Exercise details ::
The answer must be a single number: how many lines of the records below hold the word "Deserialize".

Dataset extract ::
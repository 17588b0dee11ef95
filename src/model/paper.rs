//! Page geometry and unit conversion.

use serde::{Deserialize, Serialize};

/// Device resolution. Converts physical lengths into device units.
#[derive(Debug, Clone, Copy, PartialEq, Serialize, Deserialize)]
#[serde(rename_all = "camelCase")]
pub struct Resolution {
    pub dpi_x: f64,
    pub dpi_y: f64,
}

impl Default for Resolution {
    fn default() -> Self {
        // One device unit per point.
        Resolution::uniform(72.0)
    }
}

impl Resolution {
    pub fn uniform(dpi: f64) -> Self {
        Self { dpi_x: dpi, dpi_y: dpi }
    }

    pub fn cm_to_x(&self, cm: f64) -> f64 {
        cm * self.dpi_x / 2.54
    }

    pub fn cm_to_y(&self, cm: f64) -> f64 {
        cm * self.dpi_y / 2.54
    }

    pub fn pt_to_x(&self, pt: f64) -> f64 {
        pt * self.dpi_x / 72.0
    }

    pub fn pt_to_y(&self, pt: f64) -> f64 {
        pt * self.dpi_y / 72.0
    }
}

/// Usable page area in device units.
#[derive(Debug, Clone, Copy, PartialEq, Serialize, Deserialize)]
#[serde(rename_all = "camelCase")]
pub struct PageSetup {
    pub width: f64,
    pub height: f64,
    #[serde(default)]
    pub resolution: Resolution,
}

impl PageSetup {
    pub fn new(width: f64, height: f64, resolution: Resolution) -> Self {
        Self {
            width,
            height,
            resolution,
        }
    }
}

#[derive(Debug, Clone, Copy, Default, PartialEq, Eq, Serialize, Deserialize)]
pub enum Orientation {
    #[default]
    Portrait,
    Landscape,
}

/// Paper size, orientation and margins, all in centimetres.
#[derive(Debug, Clone, PartialEq, Serialize, Deserialize)]
#[serde(rename_all = "camelCase", default)]
pub struct PaperStyle {
    pub width: f64,
    pub height: f64,
    pub orientation: Orientation,
    pub left_margin: f64,
    pub right_margin: f64,
    pub top_margin: f64,
    pub bottom_margin: f64,
}

impl Default for PaperStyle {
    fn default() -> Self {
        // A4, 2.54 cm margins.
        Self {
            width: 21.0,
            height: 29.7,
            orientation: Orientation::Portrait,
            left_margin: 2.54,
            right_margin: 2.54,
            top_margin: 2.54,
            bottom_margin: 2.54,
        }
    }
}

impl PaperStyle {
    pub fn letter() -> Self {
        Self {
            width: 21.59,
            height: 27.94,
            ..Default::default()
        }
    }

    /// Usable width in centimetres, after orientation and margins.
    pub fn usable_width(&self) -> f64 {
        let (w, _) = self.oriented();
        (w - self.left_margin - self.right_margin).max(0.0)
    }

    pub fn usable_height(&self) -> f64 {
        let (_, h) = self.oriented();
        (h - self.top_margin - self.bottom_margin).max(0.0)
    }

    fn oriented(&self) -> (f64, f64) {
        match self.orientation {
            Orientation::Portrait => (self.width, self.height),
            Orientation::Landscape => (self.height, self.width),
        }
    }

    pub fn page_setup(&self, resolution: Resolution) -> PageSetup {
        PageSetup::new(
            resolution.cm_to_x(self.usable_width()),
            resolution.cm_to_y(self.usable_height()),
            resolution,
        )
    }
}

Answer to this problem ::
5